The dissolution of the Congress of the United States of Venezuela by decree on December 4, 1948, following the coup d'état in Venezuela that year, was announced as provisional and made permanent for ten years. It was a notable historical event marked the end of the democratic project known as the Trienio Adeco, during the presidency of Rómulo Gallegos. The state legislative assemblies and municipal councils were also dissolved, all of which was fundamental for the establishment of the military dictatorship presided over by Carlos Delgado Chalbaud and under the influence of Marcos Pérez Jiménez.
== History ==
The Congress had been elected in 1947 and was in its first legislature; it was represented by an absolute majority of the Democratic Action (AD) party, with representatives from the parties Comité de Organización Política Electoral Independiente (Copei), Democratic Republican Union (URD), the Communist Party (PCV), and Unión Federal Republicana.
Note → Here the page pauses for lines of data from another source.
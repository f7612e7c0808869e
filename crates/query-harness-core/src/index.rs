//! Indexing pipeline: extract → chunk → embed → stage → promote.
//!
//! All-or-nothing: entries are written under a fresh build id and only
//! published under the index name once every chunk has been embedded and
//! staged. Any failure discards the staged build and leaves the previous
//! index of the same name untouched.

use chrono::Utc;
use tracing::{debug, info, warn};
use uuid::Uuid;

use crate::chunk::{chunk_with, Chunk, ChunkParams};
use crate::embedding::EmbeddingProvider;
use crate::error::{describe, Error, Result};
use crate::models::{Document, TextExtractor};
use crate::store::{IndexEntry, IndexManifest, IndexStore};

/// Handle to a successfully built index.
pub type IndexHandle = IndexManifest;

/// Separator placed between the texts of consecutive documents.
const DOCUMENT_SEPARATOR: &str = "\n\n";

/// Default number of chunks sent per embedding request.
pub const DEFAULT_BATCH_SIZE: usize = 32;

/// Builds named indexes from documents.
pub struct Indexer<'a> {
    pub store: &'a dyn IndexStore,
    pub embedder: &'a dyn EmbeddingProvider,
    pub extractor: &'a dyn TextExtractor,
    pub params: ChunkParams,
    pub batch_size: usize,
}

impl<'a> Indexer<'a> {
    pub fn new(
        store: &'a dyn IndexStore,
        embedder: &'a dyn EmbeddingProvider,
        extractor: &'a dyn TextExtractor,
    ) -> Self {
        Self {
            store,
            embedder,
            extractor,
            params: ChunkParams::default(),
            batch_size: DEFAULT_BATCH_SIZE,
        }
    }

    pub fn with_params(mut self, params: ChunkParams) -> Self {
        self.params = params;
        self
    }

    pub fn with_batch_size(mut self, batch_size: usize) -> Self {
        self.batch_size = batch_size;
        self
    }

    /// Extract the text of every document, in input order.
    pub fn extract_all(&self, documents: &[Document]) -> Result<String> {
        let mut texts = Vec::with_capacity(documents.len());
        for doc in documents {
            let text = self.extractor.extract(doc).map_err(|e| {
                Error::Indexing(format!("text extraction failed for {}: {}", doc.name, describe(&e)))
            })?;
            debug!(document = %doc.name, chars = text.chars().count(), "extracted text");
            texts.push(text);
        }
        Ok(texts.join(DOCUMENT_SEPARATOR))
    }

    /// Build (or rebuild) `index_name` from `documents`.
    pub async fn build_index(&self, documents: &[Document], index_name: &str) -> Result<IndexHandle> {
        if index_name.trim().is_empty() {
            return Err(Error::InvalidConfiguration(
                "index name must not be empty".to_string(),
            ));
        }
        if self.batch_size == 0 {
            return Err(Error::InvalidConfiguration(
                "embedding batch size must be > 0".to_string(),
            ));
        }
        self.params.validate()?;

        let text = self.extract_all(documents)?;
        if text.trim().is_empty() {
            return Err(Error::Indexing("no text to index".to_string()));
        }

        self.build_from_text(&text, index_name).await
    }

    /// Build `index_name` from already extracted text.
    pub async fn build_from_text(&self, text: &str, index_name: &str) -> Result<IndexHandle> {
        let build_id = Uuid::new_v4().to_string();
        info!(index = index_name, build = %build_id, "building index");

        match self.stage_all(text, &build_id).await {
            Ok((chunk_count, dims)) => {
                let manifest = IndexManifest {
                    name: index_name.to_string(),
                    build_id: build_id.clone(),
                    model: self.embedder.model_name().to_string(),
                    dims,
                    chunk_count,
                    created_at: Utc::now().timestamp(),
                };
                if let Err(e) = self.store.promote(&manifest).await {
                    self.discard(&build_id).await;
                    return Err(Error::Indexing(format!(
                        "failed to publish index {}: {}",
                        index_name,
                        describe(&e)
                    )));
                }
                info!(index = index_name, chunks = chunk_count, dims, "index published");
                Ok(manifest)
            }
            Err(e) => {
                self.discard(&build_id).await;
                Err(e)
            }
        }
    }

    async fn stage_all(&self, text: &str, build_id: &str) -> Result<(usize, usize)> {
        let mut expected_dims = match self.embedder.dims() {
            0 => None,
            d => Some(d),
        };
        let mut total = 0usize;
        let mut batch: Vec<Chunk> = Vec::with_capacity(self.batch_size);

        for chunk in chunk_with(text, self.params)? {
            batch.push(chunk);
            if batch.len() == self.batch_size {
                total += self.stage_batch(&batch, build_id, &mut expected_dims).await?;
                batch.clear();
            }
        }
        if !batch.is_empty() {
            total += self.stage_batch(&batch, build_id, &mut expected_dims).await?;
        }

        Ok((total, expected_dims.unwrap_or(0)))
    }

    async fn stage_batch(
        &self,
        batch: &[Chunk],
        build_id: &str,
        expected_dims: &mut Option<usize>,
    ) -> Result<usize> {
        let texts: Vec<String> = batch.iter().map(|c| c.text.clone()).collect();
        let vectors = self
            .embedder
            .embed_texts(&texts)
            .await
            .map_err(|e| Error::Embedding(describe(&e)))?;

        if vectors.len() != batch.len() {
            return Err(Error::Embedding(format!(
                "expected {} vectors, got {}",
                batch.len(),
                vectors.len()
            )));
        }

        let mut entries = Vec::with_capacity(batch.len());
        for (chunk, vector) in batch.iter().zip(vectors) {
            let dims = *expected_dims.get_or_insert(vector.len());
            if vector.len() != dims {
                return Err(Error::Embedding(format!(
                    "embedding dimension mismatch at chunk {}: expected {}, got {}",
                    chunk.index,
                    dims,
                    vector.len()
                )));
            }
            entries.push(IndexEntry {
                chunk_index: chunk.index,
                text: chunk.text.clone(),
                hash: chunk.hash.clone(),
                vector,
            });
        }

        self.store
            .stage_entries(build_id, &entries)
            .await
            .map_err(|e| Error::Indexing(describe(&e)))?;
        debug!(build = build_id, staged = entries.len(), "staged batch");
        Ok(entries.len())
    }

    async fn discard(&self, build_id: &str) {
        if let Err(e) = self.store.discard_staged(build_id).await {
            warn!(build = build_id, "failed to discard staged build: {:#}", e);
        }
    }
}

#[cfg(test)]
mod tests {
    use super::*;
    use crate::models::PlainTextExtractor;
    use crate::store::memory::InMemoryIndexStore;
    use crate::store::ScoredEntry;
    use crate::testing::{FailingEmbedder, HashEmbedder, WrongDimsEmbedder};
    use async_trait::async_trait;

    fn small_params() -> ChunkParams {
        ChunkParams::new(40, 5).unwrap()
    }

    #[tokio::test]
    async fn test_build_index_publishes_manifest() {
        let store = InMemoryIndexStore::new();
        let embedder = HashEmbedder::new(16);
        let indexer =
            Indexer::new(&store, &embedder, &PlainTextExtractor).with_params(small_params());

        let docs = vec![Document::plain_text(
            "a.txt",
            &"Rust ownership and borrowing rules. ".repeat(5),
        )];
        let handle = indexer.build_index(&docs, "notes").await.unwrap();

        assert_eq!(handle.name, "notes");
        assert_eq!(handle.dims, 16);
        assert_eq!(handle.model, "hash-16");
        assert!(handle.chunk_count > 1);
        assert_eq!(store.manifest("notes").await.unwrap(), Some(handle));
    }

    #[tokio::test]
    async fn test_documents_concatenate_in_order() {
        let store = InMemoryIndexStore::new();
        let embedder = HashEmbedder::new(8);
        let indexer = Indexer::new(&store, &embedder, &PlainTextExtractor);
        let docs = vec![
            Document::plain_text("1", "first"),
            Document::plain_text("2", "second"),
        ];
        assert_eq!(indexer.extract_all(&docs).unwrap(), "first\n\nsecond");
    }

    #[tokio::test]
    async fn test_small_batches_cover_every_chunk() {
        let store = InMemoryIndexStore::new();
        let embedder = HashEmbedder::new(8);
        let indexer = Indexer::new(&store, &embedder, &PlainTextExtractor)
            .with_params(ChunkParams::new(10, 2).unwrap())
            .with_batch_size(3);
        let text = "abcdefghijklmnopqrstuvwxyz".repeat(3);
        let handle = indexer
            .build_index(&[Document::plain_text("x", &text)], "abc")
            .await
            .unwrap();
        let expected = chunk_with(&text, indexer.params).unwrap().count();
        assert_eq!(handle.chunk_count, expected);
        let all = store
            .nearest(&handle.build_id, &[1.0; 8], usize::MAX)
            .await
            .unwrap();
        assert_eq!(all.len(), expected);
    }

    #[tokio::test]
    async fn test_rebuild_replaces_previous_build() {
        let store = InMemoryIndexStore::new();
        let embedder = HashEmbedder::new(32);
        let indexer =
            Indexer::new(&store, &embedder, &PlainTextExtractor).with_params(small_params());

        let a = indexer
            .build_index(&[Document::plain_text("a", "apples grow on trees")], "kb")
            .await
            .unwrap();
        let b = indexer
            .build_index(&[Document::plain_text("b", "bananas are yellow")], "kb")
            .await
            .unwrap();
        assert_ne!(a.build_id, b.build_id);
        assert_eq!(store.build_count(), 1);

        let q = embedder.embed_texts(&["apples".to_string()]).await.unwrap();
        let hits: Vec<ScoredEntry> = store.nearest(&b.build_id, &q[0], 10).await.unwrap();
        assert!(hits.iter().all(|h| h.text.contains("bananas")));
        assert!(store.nearest(&a.build_id, &q[0], 10).await.unwrap().is_empty());
    }

    #[tokio::test]
    async fn test_empty_documents_fail() {
        let store = InMemoryIndexStore::new();
        let embedder = HashEmbedder::new(8);
        let indexer = Indexer::new(&store, &embedder, &PlainTextExtractor);
        let err = indexer
            .build_index(&[Document::plain_text("e", "   ")], "kb")
            .await
            .unwrap_err();
        assert!(matches!(err, Error::Indexing(_)));
    }

    #[tokio::test]
    async fn test_unsupported_media_type_is_indexing_error() {
        let store = InMemoryIndexStore::new();
        let embedder = HashEmbedder::new(8);
        let indexer = Indexer::new(&store, &embedder, &PlainTextExtractor);
        let doc = Document::new("img.png", "image/png", vec![0, 1, 2]);
        let err = indexer.build_index(&[doc], "kb").await.unwrap_err();
        assert!(matches!(err, Error::Indexing(msg) if msg.contains("img.png")));
    }

    #[tokio::test]
    async fn test_embedding_failure_keeps_previous_index() {
        let store = InMemoryIndexStore::new();
        let good = HashEmbedder::new(8);
        let first = Indexer::new(&store, &good, &PlainTextExtractor)
            .build_index(&[Document::plain_text("a", "original text")], "kb")
            .await
            .unwrap();

        let err = Indexer::new(&store, &FailingEmbedder, &PlainTextExtractor)
            .build_index(&[Document::plain_text("b", "replacement")], "kb")
            .await
            .unwrap_err();
        assert!(matches!(err, Error::Embedding(msg) if msg.contains("connection refused")));
        assert_eq!(store.manifest("kb").await.unwrap(), Some(first));
        assert_eq!(store.build_count(), 1);
    }

    #[tokio::test]
    async fn test_wrong_dimension_is_embedding_error() {
        let store = InMemoryIndexStore::new();
        let err = Indexer::new(&store, &WrongDimsEmbedder, &PlainTextExtractor)
            .build_index(&[Document::plain_text("a", "text")], "kb")
            .await
            .unwrap_err();
        assert!(matches!(err, Error::Embedding(msg) if msg.contains("dimension")));
        assert!(store.manifest("kb").await.unwrap().is_none());
    }

    /// Stages normally but refuses to publish.
    struct UnpublishableStore(InMemoryIndexStore);

    #[async_trait]
    impl IndexStore for UnpublishableStore {
        async fn stage_entries(&self, build_id: &str, entries: &[IndexEntry]) -> anyhow::Result<()> {
            self.0.stage_entries(build_id, entries).await
        }
        async fn promote(&self, _manifest: &IndexManifest) -> anyhow::Result<()> {
            anyhow::bail!("disk full")
        }
        async fn discard_staged(&self, build_id: &str) -> anyhow::Result<()> {
            self.0.discard_staged(build_id).await
        }
        async fn manifest(&self, name: &str) -> anyhow::Result<Option<IndexManifest>> {
            self.0.manifest(name).await
        }
        async fn list_indexes(&self) -> anyhow::Result<Vec<IndexManifest>> {
            self.0.list_indexes().await
        }
        async fn nearest(
            &self,
            build_id: &str,
            query_vec: &[f32],
            k: usize,
        ) -> anyhow::Result<Vec<ScoredEntry>> {
            self.0.nearest(build_id, query_vec, k).await
        }
        async fn drop_index(&self, name: &str) -> anyhow::Result<bool> {
            self.0.drop_index(name).await
        }
    }

    #[tokio::test]
    async fn test_failed_promotion_discards_staged_entries() {
        let store = UnpublishableStore(InMemoryIndexStore::new());
        let embedder = HashEmbedder::new(8);
        let err = Indexer::new(&store, &embedder, &PlainTextExtractor)
            .build_index(&[Document::plain_text("a", "some text")], "kb")
            .await
            .unwrap_err();
        assert!(matches!(err, Error::Indexing(msg) if msg.contains("disk full")));
        assert_eq!(store.0.build_count(), 0);
    }

    #[tokio::test]
    async fn test_invalid_params_rejected() {
        let store = InMemoryIndexStore::new();
        let embedder = HashEmbedder::new(8);
        let mut indexer = Indexer::new(&store, &embedder, &PlainTextExtractor);
        indexer.params = ChunkParams {
            size: 10,
            overlap: 10,
        };
        let err = indexer
            .build_index(&[Document::plain_text("a", "text")], "kb")
            .await
            .unwrap_err();
        assert!(matches!(err, Error::InvalidConfiguration(_)));
    }
}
Three days after its closure, AD was outlawed, and the Junta claimed that the party sought to maintain power by force; its parliamentarians were persecuted, going into resistance, clandestinity, and exile. Subsequently, the Congress would be reestablished in 1952 after the electoral fraud of the National Constituent Assembly of that year, being restored in 1959 under legal and political forms similar to those of the First Legislature after the fall of the Pérez Jiménez dictatorship.